How the Oregon Ducks Became America’s Team

This Christmas, I found a green-and-yellow Oregon Ducks scarf under the tree. My mom was able to go to the local Kohl’s in the Maryland suburbs of Washington DC and pick it up. She didn’t have to order it online, get a friend to mail it across the country, or knit it herself.

This wasn’t always the case.

As an Oregonian ex-pat living on the East Coast since 2004, I’ve seen the attention surrounding the team increase exponentially. When I first moved back East, whenever I mentioned that I was a Ducks fan, people either a) hadn’t heard of them, b) remarked on their flashy uniforms, or c) thought it was cute I rooted for a fictional hockey team from a Disney movie.

Of course, the reason for the Ducks’ surge in popularity is well-documented. With millions of dollars and a strong influence from Uncle Phil and Nike leading to everything from fresh duds and a Funyun-esque logo to a new arena and shiny facilities, the Oregon athletics program is proof that money can buy sustained success, even in college football.

But the money leading to the success is not what I want to write about. As a poor college student, I don’t know much about money, and I when I think about the finances that go into running a college sports program, I get very confused and a little angry. What’s surprised me is the rise of the brand and the impact that has had on me, a fan from the pre-Chip Kelly era. A lot has happened since Kelly landed in Eugene and changed Ducks football entirely.

Over the past 25 years, there have been plenty of teams that had a good year or a good few years. Remember when Matt Grothe and South Florida were #2 in the BCS? Boise State had several good years and is still really good (did you guys see the Fiesta Bowl?!). Colorado even won a national title. But there aren’t many Buffs fans outside of Colorado, Boise State fans are generally still just in Idaho, and I really have no way of knowing if USF still has a football program. Even a team like Auburn hasn’t picked up many fans outside of its home state.

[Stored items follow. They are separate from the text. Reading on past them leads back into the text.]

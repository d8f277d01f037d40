//! # Cooldowns
//!
//! Sliding-window rate limiting per (handler key, user). The window state
//! lives in a [`RateLimiter`] shared through an `Arc`; the [`Cooldown`]
//! guard only consults it.
//!
//! - **Version**: 2.0.0
//! - **Since**: 0.1.0
//!
//! ## Changelog
//! - 2.0.0: Keyed by (handler key, user id), exposed as a guard
//! - 1.0.0: Per-user sliding window limiter

use std::sync::atomic::{AtomicUsize, Ordering};
use std::sync::Arc;
use std::time::{Duration, Instant};

use anyhow::Result;
use async_trait::async_trait;
use dashmap::DashMap;
use serenity::model::id::UserId;

use super::{Guard, GuardTarget};
use crate::commands::context::InteractionContext;

type RateLimitKey = (String, UserId);

pub struct RateLimiter {
    requests: DashMap<RateLimitKey, Vec<Instant>>,
    max_requests: usize,
    time_window: Duration,
    checks: AtomicUsize,
}

/// Checks between sweeps of idle (key, user) windows
const PRUNE_INTERVAL: usize = 1024;

impl RateLimiter {
    pub fn new(max_requests: usize, time_window: Duration) -> Self {
        Self {
            requests: DashMap::new(),
            max_requests,
            time_window,
            checks: AtomicUsize::new(0),
        }
    }

    /// Record a use and report whether it was within the limit
    pub fn check(&self, key: &str, user: UserId) -> bool {
        if self.checks.fetch_add(1, Ordering::Relaxed) % PRUNE_INTERVAL == PRUNE_INTERVAL - 1 {
            self.prune();
        }

        let now = Instant::now();
        let mut entry = self.requests.entry((key.to_string(), user)).or_default();

        entry.retain(|&time| now.duration_since(time) < self.time_window);

        if entry.len() >= self.max_requests {
            false
        } else {
            entry.push(now);
            true
        }
    }

    /// Drop windows with no use left inside the time window
    pub fn prune(&self) {
        let window = self.time_window;
        self.requests.retain(|_, uses| {
            uses.retain(|time| time.elapsed() < window);
            !uses.is_empty()
        });
    }

    /// Number of (key, user) pairs currently tracked
    pub fn tracked(&self) -> usize {
        self.requests.len()
    }

    /// Time until the oldest use in the window expires
    pub fn retry_after(&self, key: &str, user: UserId) -> Option<Duration> {
        let entry = self.requests.get(&(key.to_string(), user))?;
        let oldest = entry.first()?;
        self.time_window.checked_sub(oldest.elapsed())
    }
}

pub struct Cooldown {
    limiter: Arc<RateLimiter>,
}

impl Cooldown {
    pub fn new(limiter: Arc<RateLimiter>) -> Self {
        Self { limiter }
    }
}

#[async_trait]
impl Guard for Cooldown {
    fn name(&self) -> &str {
        "cooldown"
    }

    fn targets(&self) -> &[GuardTarget] {
        GuardTarget::ALL
    }

    fn message(&self) -> Option<&str> {
        Some("You're doing that too quickly! Please slow down.")
    }

    async fn check(&self, ctx: &InteractionContext) -> Result<bool> {
        Ok(self.limiter.check(ctx.key(), ctx.user_id()))
    }

    async fn on_reject(&self, ctx: &InteractionContext) -> Result<bool> {
        let Some(wait) = self.limiter.retry_after(ctx.key(), ctx.user_id()) else {
            return Ok(false);
        };
        let mut message = crate::session::MessagePayload::text(format!(
            "⏱️ Slow down! Try again in {:.1}s.",
            wait.as_secs_f32()
        ));
        message.ephemeral(true);
        ctx.reply(message).await?;
        Ok(true)
    }
}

But, as this map shows, Oregon is everywhere. A team that just a few years ago that was mispronounced by media and needed a New York City billboard to get into the Heisman conversation has a serious contingent of fans across the West. Even well into the Bay Area, people consider the Ducks to be their team (insofar as this metric can tell us that.) Oregon’s been able to promote itself as the “it” brand in college sports. Wins on big stages, a once-revolutionary spread offense, and dynamic players like Jonathan Stewart and Marcus Mariota have made Oregon a great team to watch and even a better team to root for. The program has been able to market itself to recruits through its great uniforms and gorgeous facilities, and those recruits have used their on-field talent to sell Oregon to the country.

My job has put me on the National Mall here in DC for the last two summers. I’d say I saw Ducks gear on average three to four times a week, after seeing it once or twice a year in 2004 and 2005. Whenever I see someone in Ducks attire on the Metro, I usually strike up a conversation. More and more often, these people are from places like San Francisco or Idaho and do not have any connection to the state of Oregon. The Ducks are a fun team, a flashy team, so they draw fans whose local teams are in lower divisions (think Montana) or terrible (think Colorado.) But as a Duck fan with connections to the state, how does this make me feel? Is my Oregon fandom cheapened by bandwagoners from Denver or Missoula? Does caring about this make me a sports snob the way some people are music snobs? These are the questions I’ve been wrangling with these questions for the last few years.

Just like when a little-known band you like gets big, your first reaction is a mix of pride and anger: “I heard them first, and all of you are late to this party.” But then you remember that the band put in lots of work making good music and promoting itself to build the wider audience it has. The artists are not playing music just for your enjoyment and their enjoyment; they’re trying to make money and be famous and win awards and take over the world as well. It’s the hard work of Mike Bellotti and Craig Pintens and so many on- and off-the-field contributors that has made the Ducks what they are. Some fans find themselves alienated by this push to the top, feeling left behind as Autzen Stadium becomes a college football Mecca (with ticket prices to match.)

For me, the feelings of alienation are not directed at the team. I don’t live in Eugene, and I’m not a season-ticket holder, so my qualms are more about how different the team feels now than it did in 2006 or 2007. Just as it must feel weird and a little wrong for early Lorde adopters to hear “Royals” on the radio ad nauseam, it’s a bit jarring to see this year’s Rose Bowl coverage favoring Oregon over the tradition-rich Florida State Seminoles.

As strange as it sometimes feels that Oregon is considered an elite program, I hope, like Ohio State or Notre Dame, like Alabama or even the much-maligned Michigan, that the team will become a permanent fixture in the college-football firmament, a team that is always talked about, and one with a strong, national fanbase. But if the team drops off after Mariota and the bandwagon fans get behind some new non-California West Coast team, I know I’ll still be there wearing my Ducks scarf, cheering them on. And that knowledge alone is enough to make me comfortable with having a few more fans around this bowl season, and for many to come.